WHAT YOU ARE ASKED TO DO:
Report every line below that carries the word "TradeType".

EXERCISE MATERIALS:
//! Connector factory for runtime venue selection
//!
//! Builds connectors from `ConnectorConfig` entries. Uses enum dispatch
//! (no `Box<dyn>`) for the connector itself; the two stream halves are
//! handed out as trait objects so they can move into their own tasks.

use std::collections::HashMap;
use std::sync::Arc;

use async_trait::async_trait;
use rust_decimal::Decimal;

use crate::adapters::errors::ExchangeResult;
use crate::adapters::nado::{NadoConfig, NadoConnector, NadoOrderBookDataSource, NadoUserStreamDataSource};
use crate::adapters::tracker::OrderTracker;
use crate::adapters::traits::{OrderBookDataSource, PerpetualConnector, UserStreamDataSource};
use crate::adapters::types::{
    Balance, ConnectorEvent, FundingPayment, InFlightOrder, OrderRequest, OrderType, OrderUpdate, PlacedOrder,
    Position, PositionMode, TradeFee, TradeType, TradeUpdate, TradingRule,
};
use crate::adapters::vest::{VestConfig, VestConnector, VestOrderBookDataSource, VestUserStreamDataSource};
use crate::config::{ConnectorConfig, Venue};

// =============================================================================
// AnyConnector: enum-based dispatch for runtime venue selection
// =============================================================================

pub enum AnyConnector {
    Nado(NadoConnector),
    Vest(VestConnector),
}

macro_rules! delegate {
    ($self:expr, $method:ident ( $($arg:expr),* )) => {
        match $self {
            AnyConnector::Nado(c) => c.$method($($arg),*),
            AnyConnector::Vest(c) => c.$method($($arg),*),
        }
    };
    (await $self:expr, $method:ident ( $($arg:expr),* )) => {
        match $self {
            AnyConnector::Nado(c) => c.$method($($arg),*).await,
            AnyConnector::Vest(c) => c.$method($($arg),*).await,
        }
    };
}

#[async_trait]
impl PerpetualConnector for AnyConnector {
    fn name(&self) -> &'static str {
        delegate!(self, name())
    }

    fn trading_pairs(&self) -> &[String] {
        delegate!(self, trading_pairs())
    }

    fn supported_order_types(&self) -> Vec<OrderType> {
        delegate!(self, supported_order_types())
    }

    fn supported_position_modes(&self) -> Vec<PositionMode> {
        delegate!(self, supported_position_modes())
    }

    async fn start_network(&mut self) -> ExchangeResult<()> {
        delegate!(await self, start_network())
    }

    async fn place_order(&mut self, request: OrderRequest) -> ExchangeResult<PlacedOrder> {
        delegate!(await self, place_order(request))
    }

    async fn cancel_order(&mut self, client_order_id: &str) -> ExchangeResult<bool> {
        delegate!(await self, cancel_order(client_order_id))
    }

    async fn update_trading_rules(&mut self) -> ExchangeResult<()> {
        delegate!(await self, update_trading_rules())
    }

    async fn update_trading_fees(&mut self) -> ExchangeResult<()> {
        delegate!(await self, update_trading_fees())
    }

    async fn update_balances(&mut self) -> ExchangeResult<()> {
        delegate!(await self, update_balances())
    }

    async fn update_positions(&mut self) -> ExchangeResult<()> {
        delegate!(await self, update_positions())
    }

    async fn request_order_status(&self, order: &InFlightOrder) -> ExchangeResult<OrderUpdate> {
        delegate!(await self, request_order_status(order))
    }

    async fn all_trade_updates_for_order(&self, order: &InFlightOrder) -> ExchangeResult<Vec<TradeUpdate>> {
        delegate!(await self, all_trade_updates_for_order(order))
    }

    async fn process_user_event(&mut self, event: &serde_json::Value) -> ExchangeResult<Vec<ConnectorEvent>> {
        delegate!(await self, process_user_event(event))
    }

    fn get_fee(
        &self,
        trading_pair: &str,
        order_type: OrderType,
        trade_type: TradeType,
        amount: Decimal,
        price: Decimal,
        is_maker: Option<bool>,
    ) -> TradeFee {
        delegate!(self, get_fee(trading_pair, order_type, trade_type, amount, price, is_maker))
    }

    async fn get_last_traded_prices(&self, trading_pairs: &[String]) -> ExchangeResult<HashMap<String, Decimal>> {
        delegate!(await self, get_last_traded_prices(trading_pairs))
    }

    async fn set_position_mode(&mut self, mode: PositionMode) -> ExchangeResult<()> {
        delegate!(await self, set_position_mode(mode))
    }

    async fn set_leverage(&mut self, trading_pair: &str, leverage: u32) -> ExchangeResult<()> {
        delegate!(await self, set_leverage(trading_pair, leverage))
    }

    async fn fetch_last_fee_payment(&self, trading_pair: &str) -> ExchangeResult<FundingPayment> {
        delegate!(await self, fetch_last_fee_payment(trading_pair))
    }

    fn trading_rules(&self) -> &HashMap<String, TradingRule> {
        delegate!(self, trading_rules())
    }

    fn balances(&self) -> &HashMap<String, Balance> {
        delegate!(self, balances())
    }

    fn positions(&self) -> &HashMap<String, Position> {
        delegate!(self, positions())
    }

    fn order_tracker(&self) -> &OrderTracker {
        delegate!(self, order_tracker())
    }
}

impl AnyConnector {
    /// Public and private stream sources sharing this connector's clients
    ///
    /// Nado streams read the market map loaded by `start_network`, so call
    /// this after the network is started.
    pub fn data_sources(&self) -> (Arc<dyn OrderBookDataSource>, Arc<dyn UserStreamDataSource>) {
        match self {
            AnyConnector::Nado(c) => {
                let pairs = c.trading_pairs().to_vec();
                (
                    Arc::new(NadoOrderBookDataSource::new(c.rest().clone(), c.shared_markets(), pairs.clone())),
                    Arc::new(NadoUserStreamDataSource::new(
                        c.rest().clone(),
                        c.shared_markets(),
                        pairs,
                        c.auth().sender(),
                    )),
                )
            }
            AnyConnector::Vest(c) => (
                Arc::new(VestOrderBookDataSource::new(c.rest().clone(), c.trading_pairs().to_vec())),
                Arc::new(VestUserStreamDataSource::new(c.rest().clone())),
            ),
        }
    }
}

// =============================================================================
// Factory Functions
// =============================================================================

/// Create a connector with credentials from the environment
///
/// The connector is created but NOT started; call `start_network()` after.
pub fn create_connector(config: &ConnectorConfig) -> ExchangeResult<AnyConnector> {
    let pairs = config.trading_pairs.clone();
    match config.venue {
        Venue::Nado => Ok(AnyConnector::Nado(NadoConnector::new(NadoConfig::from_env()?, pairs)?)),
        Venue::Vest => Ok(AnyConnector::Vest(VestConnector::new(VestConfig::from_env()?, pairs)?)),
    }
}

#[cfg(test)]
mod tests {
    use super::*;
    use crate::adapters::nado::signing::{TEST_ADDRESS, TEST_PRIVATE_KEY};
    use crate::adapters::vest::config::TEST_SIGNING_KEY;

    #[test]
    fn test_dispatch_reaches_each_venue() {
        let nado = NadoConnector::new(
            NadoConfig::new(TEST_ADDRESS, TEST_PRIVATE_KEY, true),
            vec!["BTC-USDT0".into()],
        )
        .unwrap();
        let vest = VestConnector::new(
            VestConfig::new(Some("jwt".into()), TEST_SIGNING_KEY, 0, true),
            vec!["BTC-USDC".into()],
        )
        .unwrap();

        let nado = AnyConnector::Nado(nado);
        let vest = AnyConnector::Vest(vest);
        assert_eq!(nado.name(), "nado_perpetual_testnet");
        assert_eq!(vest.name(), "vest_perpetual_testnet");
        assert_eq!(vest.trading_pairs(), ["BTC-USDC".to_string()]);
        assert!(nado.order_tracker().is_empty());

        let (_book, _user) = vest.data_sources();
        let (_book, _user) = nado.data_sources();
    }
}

RESULT OF THE TASK:
    Position, PositionMode, TradeFee, TradeType, TradeUpdate, TradingRule,
        trade_type: TradeType,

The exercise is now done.